I feel this is a complicated subject better addressed in small pieces.

using Cassette.jl I can easily set up a POC for any kind of context dispatch rules, I will do so if there is interest from the devs and community.

5 Likes

This is an important topic which needs to be discussed further.

The primary example I like to think of is the Reduce.jl package. Specifically, I encounter issues related to pre-compilation in conjunction with context.
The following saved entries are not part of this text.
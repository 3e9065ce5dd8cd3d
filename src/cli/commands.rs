// file: src/cli/commands.rs
// version: 1.0.0
// guid: a2c5e8f1-6d3b-4a79-91e4-0b7f2d6c8e35

//! Command implementations for the CLI

use crate::{
    cli::args::Cli,
    config::{ConfigLoader, DeployConfig},
    context::DeploymentContext,
    logging::logger::with_operation_span,
    pipeline::Pipeline,
    reporter::{self, ConsoleReporter},
    runner::system::SystemRunner,
    Result,
};
use colored::Colorize;
use std::time::Duration;
use tracing::info;

/// Build the effective configuration: files, environment, then flags
pub fn effective_config(cli: &Cli, loader: &ConfigLoader) -> Result<DeployConfig> {
    let mut config = loader.load(&cli.dir, cli.config.as_deref())?;

    if let Some(service) = &cli.service {
        config.service.name = service.clone();
    }
    if let Some(url) = &cli.health_url {
        config.readiness.health_url = url.clone();
    }

    config.validate()?;
    Ok(config)
}

/// Run the full deployment and return the process exit code
pub async fn deploy_command(cli: &Cli) -> Result<i32> {
    let config = effective_config(cli, &ConfigLoader::new())?;
    let deployment = DeploymentContext::resolve(&cli.dir, &config)?;

    info!(
        "Deploying {} from {} as {}",
        deployment.service_name,
        deployment.app_dir.display(),
        deployment.user
    );

    if !cli.quiet {
        println!(
            "{} {} in {}",
            "Deploying".bold(),
            deployment.service_name,
            deployment.app_dir.display()
        );
    }

    let runner = SystemRunner::new(
        Duration::from_secs(config.execution.timeout_seconds),
        config.service.use_sudo,
    );
    let pipeline = Pipeline::new();
    let progress = ConsoleReporter::new(cli.quiet);
    let report = with_operation_span("deploy", || {
        pipeline.run(&deployment, &config, &runner, &progress)
    })
    .await;

    reporter::print_summary(&report, &deployment);
    Ok(report.exit_code())
}

#[cfg(test)]
mod tests {
    use super::*;
    use clap::Parser;
    use tempfile::TempDir;

    #[test]
    fn test_flags_override_config_files() {
        let dir = TempDir::new().unwrap();
        std::fs::write(
            dir.path().join("deploy.toml"),
            "[service]\nname = \"from-file\"\n",
        )
        .unwrap();

        let cli = Cli::try_parse_from([
            "gateway-deploy",
            "--dir",
            dir.path().to_str().unwrap(),
            "--service",
            "from-flag",
        ])
        .unwrap();

        let config = effective_config(&cli, &ConfigLoader::isolated()).unwrap();
        assert_eq!(config.service.name, "from-flag");
    }

    #[test]
    fn test_invalid_flag_value_is_rejected() {
        let dir = TempDir::new().unwrap();
        let cli = Cli::try_parse_from([
            "gateway-deploy",
            "--dir",
            dir.path().to_str().unwrap(),
            "--service",
            "bad name",
        ])
        .unwrap();

        assert!(effective_config(&cli, &ConfigLoader::isolated()).is_err());
    }
}
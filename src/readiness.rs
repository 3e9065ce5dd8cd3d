// file: src/readiness.rs
// version: 1.0.0
// guid: 34d33502-d462-46c6-a24f-bf7f919046de

//! HTTP readiness probe against the deployed API's `/health` endpoint

use crate::error::{DeployError, Result};
use serde::Deserialize;
use std::time::Duration;
use tracing::{debug, info};

/// Body returned by `GET /health`
#[derive(Debug, Clone, PartialEq, Deserialize)]
pub struct HealthReport {
    pub status: String,
    #[serde(default)]
    pub version: Option<String>,
    #[serde(default)]
    pub environment: Option<String>,
    #[serde(default)]
    pub uptime_seconds: Option<u64>,
}

impl HealthReport {
    pub fn is_healthy(&self) -> bool {
        self.status.eq_ignore_ascii_case("healthy")
    }
}

/// Issue a single GET; no retries
pub async fn probe(url: &str, timeout: Duration) -> Result<HealthReport> {
    debug!("Probing {}", url);

    // The service runs on this host; system proxies must not intercept it
    let client = reqwest::Client::builder()
        .timeout(timeout)
        .no_proxy()
        .build()?;
    let response = client.get(url).send().await.map_err(|e| {
        DeployError::readiness(format!("{} did not respond: {}", url, e))
    })?;

    let status = response.status();
    if !status.is_success() {
        return Err(DeployError::readiness(format!(
            "{} returned HTTP {}",
            url, status
        )));
    }

    let body = response.text().await?;
    let report: HealthReport = serde_json::from_str(&body).map_err(|e| {
        DeployError::readiness(format!(
            "{} returned an unexpected body ({}): {}",
            url,
            e,
            body.chars().take(120).collect::<String>()
        ))
    })?;

    if !report.is_healthy() {
        return Err(DeployError::readiness(format!(
            "{} reported status '{}'",
            url, report.status
        )));
    }

    info!("Health endpoint {} reports healthy", url);
    Ok(report)
}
The package has an environment flag which can be used to toggle extra pre-compilation scripts ENV["REDPRE"].

These extra pre-compilation scripts are an experimental feature, intended to run some examples and tests of the code to ensure that some of the most used methods are called and compiled at least once.

Enabling the extra precompilation leads to a minor improvement in overall performance of the package when it is initially loaded.

However, one negative side-effect is INSTABILITY of the entire Julia program, which can lead to a segfault when Reduce is used in conjunction with another precompiled program (solved below).

julia> using Reduce,StaticArrays
[ Info: Recompiling stale cache file /home/flow/.julia/compiled/v1.0/Reduce/wEGBP.ji for Reduce [93e0c654-6965-5f22-aba9-9c1ae6b3c259]
[ Info: Precompiling extra Reduce methods (set `ENV["REDPRE"]="0"` to disable)
Reduce (Free CSL version, revision 4590), 11-May-18 ...

julia> Reduce.Algebra.:+(:(x+y),:z)

signal (11): Segmentation fault
in expression starting at no file:0
unknown function (ip: 0x7fad3a307d26)
unknown function (ip: 0x7fad3a30c92f)
...

The Solution to the instability, I discovered last night, is to simply disable the additional pre-compilation scripts.

After disabling this extra precompilation, all the mysterious issues disappeared. Now, I am also able to use StaticArrays in conjunction with Reduce to do symbolic computations on static dual grassmann numbers with the Grassmann.jl package,


julia> using Reduce, Grassmann
Reduce (Free CSL version, revision 4590), 11-May-18 ...

julia> basis"2"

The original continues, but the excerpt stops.